[[ Data excerpts open ]]

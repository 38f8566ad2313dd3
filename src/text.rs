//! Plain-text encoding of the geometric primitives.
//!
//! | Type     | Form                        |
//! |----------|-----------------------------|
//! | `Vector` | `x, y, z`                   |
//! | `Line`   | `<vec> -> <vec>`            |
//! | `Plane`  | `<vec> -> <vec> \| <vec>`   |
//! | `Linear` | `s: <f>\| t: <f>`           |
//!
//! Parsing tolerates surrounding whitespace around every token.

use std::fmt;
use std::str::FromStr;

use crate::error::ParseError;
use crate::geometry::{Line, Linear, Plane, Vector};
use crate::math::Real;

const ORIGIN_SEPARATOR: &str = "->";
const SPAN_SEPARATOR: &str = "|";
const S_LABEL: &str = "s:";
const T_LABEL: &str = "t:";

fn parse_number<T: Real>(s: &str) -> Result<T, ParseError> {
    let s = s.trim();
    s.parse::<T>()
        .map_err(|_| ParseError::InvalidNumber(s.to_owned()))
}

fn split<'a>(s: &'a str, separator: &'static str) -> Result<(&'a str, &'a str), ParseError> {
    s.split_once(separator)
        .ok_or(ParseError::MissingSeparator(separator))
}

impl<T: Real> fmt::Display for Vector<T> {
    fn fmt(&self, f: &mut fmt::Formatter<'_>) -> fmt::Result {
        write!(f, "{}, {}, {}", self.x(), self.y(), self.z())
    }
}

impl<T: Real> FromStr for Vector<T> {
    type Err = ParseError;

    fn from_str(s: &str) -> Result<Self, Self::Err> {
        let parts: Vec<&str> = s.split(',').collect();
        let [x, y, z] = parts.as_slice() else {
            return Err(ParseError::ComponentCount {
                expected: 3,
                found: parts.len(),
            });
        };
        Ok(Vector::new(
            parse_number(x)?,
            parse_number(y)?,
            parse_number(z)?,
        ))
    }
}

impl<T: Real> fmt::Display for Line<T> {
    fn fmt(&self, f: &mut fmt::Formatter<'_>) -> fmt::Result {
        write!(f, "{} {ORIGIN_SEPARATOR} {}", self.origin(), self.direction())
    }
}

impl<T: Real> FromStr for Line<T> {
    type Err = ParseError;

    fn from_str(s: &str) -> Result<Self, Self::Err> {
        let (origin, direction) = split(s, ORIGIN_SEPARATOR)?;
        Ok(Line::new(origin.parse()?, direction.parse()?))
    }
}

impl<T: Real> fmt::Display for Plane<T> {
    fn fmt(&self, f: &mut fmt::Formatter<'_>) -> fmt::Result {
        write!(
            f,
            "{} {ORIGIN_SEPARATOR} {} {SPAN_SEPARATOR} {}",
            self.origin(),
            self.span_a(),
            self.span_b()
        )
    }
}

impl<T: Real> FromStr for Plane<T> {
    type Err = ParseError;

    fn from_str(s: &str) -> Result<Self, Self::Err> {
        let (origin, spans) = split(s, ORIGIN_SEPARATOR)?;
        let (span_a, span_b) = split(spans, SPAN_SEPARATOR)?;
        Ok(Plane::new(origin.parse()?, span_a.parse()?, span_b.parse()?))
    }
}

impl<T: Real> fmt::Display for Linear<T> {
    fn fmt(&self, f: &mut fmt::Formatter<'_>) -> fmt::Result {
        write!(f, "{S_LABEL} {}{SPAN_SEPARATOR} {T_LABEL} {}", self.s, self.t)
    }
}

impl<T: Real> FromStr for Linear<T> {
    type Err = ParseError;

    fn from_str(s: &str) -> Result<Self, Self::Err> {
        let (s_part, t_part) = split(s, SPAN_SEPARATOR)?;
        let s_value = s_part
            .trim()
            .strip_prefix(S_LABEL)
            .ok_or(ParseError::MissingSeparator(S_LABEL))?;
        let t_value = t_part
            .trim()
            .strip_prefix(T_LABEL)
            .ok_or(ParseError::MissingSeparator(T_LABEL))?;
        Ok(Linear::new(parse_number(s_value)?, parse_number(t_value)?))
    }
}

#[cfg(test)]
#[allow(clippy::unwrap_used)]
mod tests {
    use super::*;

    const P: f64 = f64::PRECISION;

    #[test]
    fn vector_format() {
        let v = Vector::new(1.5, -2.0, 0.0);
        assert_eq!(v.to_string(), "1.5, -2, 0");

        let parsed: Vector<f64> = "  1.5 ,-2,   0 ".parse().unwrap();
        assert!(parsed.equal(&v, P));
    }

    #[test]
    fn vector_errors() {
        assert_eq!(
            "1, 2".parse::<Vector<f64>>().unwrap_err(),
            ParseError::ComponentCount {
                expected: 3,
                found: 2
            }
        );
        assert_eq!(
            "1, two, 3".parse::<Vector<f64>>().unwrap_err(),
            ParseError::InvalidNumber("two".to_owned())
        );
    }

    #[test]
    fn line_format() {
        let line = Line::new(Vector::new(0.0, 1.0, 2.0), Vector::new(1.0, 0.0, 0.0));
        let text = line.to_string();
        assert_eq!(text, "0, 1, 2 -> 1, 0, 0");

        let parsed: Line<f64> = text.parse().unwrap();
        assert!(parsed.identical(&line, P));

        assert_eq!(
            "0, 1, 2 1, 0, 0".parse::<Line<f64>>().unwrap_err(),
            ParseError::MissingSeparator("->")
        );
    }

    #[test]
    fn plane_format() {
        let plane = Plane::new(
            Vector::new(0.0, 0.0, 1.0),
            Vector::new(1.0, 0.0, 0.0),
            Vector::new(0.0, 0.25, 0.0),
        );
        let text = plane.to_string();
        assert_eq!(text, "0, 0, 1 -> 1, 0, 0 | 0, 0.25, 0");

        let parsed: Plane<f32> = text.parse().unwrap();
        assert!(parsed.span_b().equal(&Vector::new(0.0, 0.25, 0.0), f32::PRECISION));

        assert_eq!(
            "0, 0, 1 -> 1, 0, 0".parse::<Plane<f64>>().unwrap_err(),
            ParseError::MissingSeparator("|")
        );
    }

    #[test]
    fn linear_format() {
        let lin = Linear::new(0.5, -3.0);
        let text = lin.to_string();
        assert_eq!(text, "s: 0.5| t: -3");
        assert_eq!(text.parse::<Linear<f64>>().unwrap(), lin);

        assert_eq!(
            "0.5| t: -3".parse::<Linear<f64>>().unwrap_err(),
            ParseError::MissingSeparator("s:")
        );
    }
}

[[ Data excerpts closed ]]

Your reply should be all of the data, returned exactly.

Reply to the exercise ->
repository 38f8566ad2313dd3
filename src/text.rs
//! Plain-text encoding of the geometric primitives.
//!
//! | Type     | Form                        |
//! |----------|-----------------------------|
//! | `Vector` | `x, y, z`                   |
//! | `Line`   | `<vec> -> <vec>`            |
//! | `Plane`  | `<vec> -> <vec> \| <vec>`   |
//! | `Linear` | `s: <f>\| t: <f>`           |
//!
//! Parsing tolerates surrounding whitespace around every token.

use std::fmt;
use std::str::FromStr;

use crate::error::ParseError;
use crate::geometry::{Line, Linear, Plane, Vector};
use crate::math::Real;

const ORIGIN_SEPARATOR: &str = "->";
const SPAN_SEPARATOR: &str = "|";
const S_LABEL: &str = "s:";
const T_LABEL: &str = "t:";

fn parse_number<T: Real>(s: &str) -> Result<T, ParseError> {
    let s = s.trim();
    s.parse::<T>()
        .map_err(|_| ParseError::InvalidNumber(s.to_owned()))
}

fn split<'a>(s: &'a str, separator: &'static str) -> Result<(&'a str, &'a str), ParseError> {
    s.split_once(separator)
        .ok_or(ParseError::MissingSeparator(separator))
}

impl<T: Real> fmt::Display for Vector<T> {
    fn fmt(&self, f: &mut fmt::Formatter<'_>) -> fmt::Result {
        write!(f, "{}, {}, {}", self.x(), self.y(), self.z())
    }
}

impl<T: Real> FromStr for Vector<T> {
    type Err = ParseError;

    fn from_str(s: &str) -> Result<Self, Self::Err> {
        let parts: Vec<&str> = s.split(',').collect();
        let [x, y, z] = parts.as_slice() else {
            return Err(ParseError::ComponentCount {
                expected: 3,
                found: parts.len(),
            });
        };
        Ok(Vector::new(
            parse_number(x)?,
            parse_number(y)?,
            parse_number(z)?,
        ))
    }
}

impl<T: Real> fmt::Display for Line<T> {
    fn fmt(&self, f: &mut fmt::Formatter<'_>) -> fmt::Result {
        write!(f, "{} {ORIGIN_SEPARATOR} {}", self.origin(), self.direction())
    }
}

impl<T: Real> FromStr for Line<T> {
    type Err = ParseError;

    fn from_str(s: &str) -> Result<Self, Self::Err> {
        let (origin, direction) = split(s, ORIGIN_SEPARATOR)?;
        Ok(Line::new(origin.parse()?, direction.parse()?))
    }
}

impl<T: Real> fmt::Display for Plane<T> {
    fn fmt(&self, f: &mut fmt::Formatter<'_>) -> fmt::Result {
        write!(
            f,
            "{} {ORIGIN_SEPARATOR} {} {SPAN_SEPARATOR} {}",
            self.origin(),
            self.span_a(),
            self.span_b()
        )
    }
}

impl<T: Real> FromStr for Plane<T> {
    type Err = ParseError;

    fn from_str(s: &str) -> Result<Self, Self::Err> {
        let (origin, spans) = split(s, ORIGIN_SEPARATOR)?;
        let (span_a, span_b) = split(spans, SPAN_SEPARATOR)?;
        Ok(Plane::new(origin.parse()?, span_a.parse()?, span_b.parse()?))
    }
}

impl<T: Real> fmt::Display for Linear<T> {
    fn fmt(&self, f: &mut fmt::Formatter<'_>) -> fmt::Result {
        write!(f, "{S_LABEL} {}{SPAN_SEPARATOR} {T_LABEL} {}", self.s, self.t)
    }
}

impl<T: Real> FromStr for Linear<T> {
    type Err = ParseError;

    fn from_str(s: &str) -> Result<Self, Self::Err> {
        let (s_part, t_part) = split(s, SPAN_SEPARATOR)?;
        let s_value = s_part
            .trim()
            .strip_prefix(S_LABEL)
            .ok_or(ParseError::MissingSeparator(S_LABEL))?;
        let t_value = t_part
            .trim()
            .strip_prefix(T_LABEL)
            .ok_or(ParseError::MissingSeparator(T_LABEL))?;
        Ok(Linear::new(parse_number(s_value)?, parse_number(t_value)?))
    }
}

#[cfg(test)]
#[allow(clippy::unwrap_used)]
mod tests {
    use super::*;

    const P: f64 = f64::PRECISION;

    #[test]
    fn vector_format() {
        let v = Vector::new(1.5, -2.0, 0.0);
        assert_eq!(v.to_string(), "1.5, -2, 0");

        let parsed: Vector<f64> = "  1.5 ,-2,   0 ".parse().unwrap();
        assert!(parsed.equal(&v, P));
    }

    #[test]
    fn vector_errors() {
        assert_eq!(
            "1, 2".parse::<Vector<f64>>().unwrap_err(),
            ParseError::ComponentCount {
                expected: 3,
                found: 2
            }
        );
        assert_eq!(
            "1, two, 3".parse::<Vector<f64>>().unwrap_err(),
            ParseError::InvalidNumber("two".to_owned())
        );
    }

    #[test]
    fn line_format() {
        let line = Line::new(Vector::new(0.0, 1.0, 2.0), Vector::new(1.0, 0.0, 0.0));
        let text = line.to_string();
        assert_eq!(text, "0, 1, 2 -> 1, 0, 0");

        let parsed: Line<f64> = text.parse().unwrap();
        assert!(parsed.identical(&line, P));

        assert_eq!(
            "0, 1, 2 1, 0, 0".parse::<Line<f64>>().unwrap_err(),
            ParseError::MissingSeparator("->")
        );
    }

    #[test]
    fn plane_format() {
        let plane = Plane::new(
            Vector::new(0.0, 0.0, 1.0),
            Vector::new(1.0, 0.0, 0.0),
            Vector::new(0.0, 0.25, 0.0),
        );
        let text = plane.to_string();
        assert_eq!(text, "0, 0, 1 -> 1, 0, 0 | 0, 0.25, 0");

        let parsed: Plane<f32> = text.parse().unwrap();
        assert!(parsed.span_b().equal(&Vector::new(0.0, 0.25, 0.0), f32::PRECISION));

        assert_eq!(
            "0, 0, 1 -> 1, 0, 0".parse::<Plane<f64>>().unwrap_err(),
            ParseError::MissingSeparator("|")
        );
    }

    #[test]
    fn linear_format() {
        let lin = Linear::new(0.5, -3.0);
        let text = lin.to_string();
        assert_eq!(text, "s: 0.5| t: -3");
        assert_eq!(text.parse::<Linear<f64>>().unwrap(), lin);

        assert_eq!(
            "0.5| t: -3".parse::<Linear<f64>>().unwrap_err(),
            ParseError::MissingSeparator("s:")
        );
    }
}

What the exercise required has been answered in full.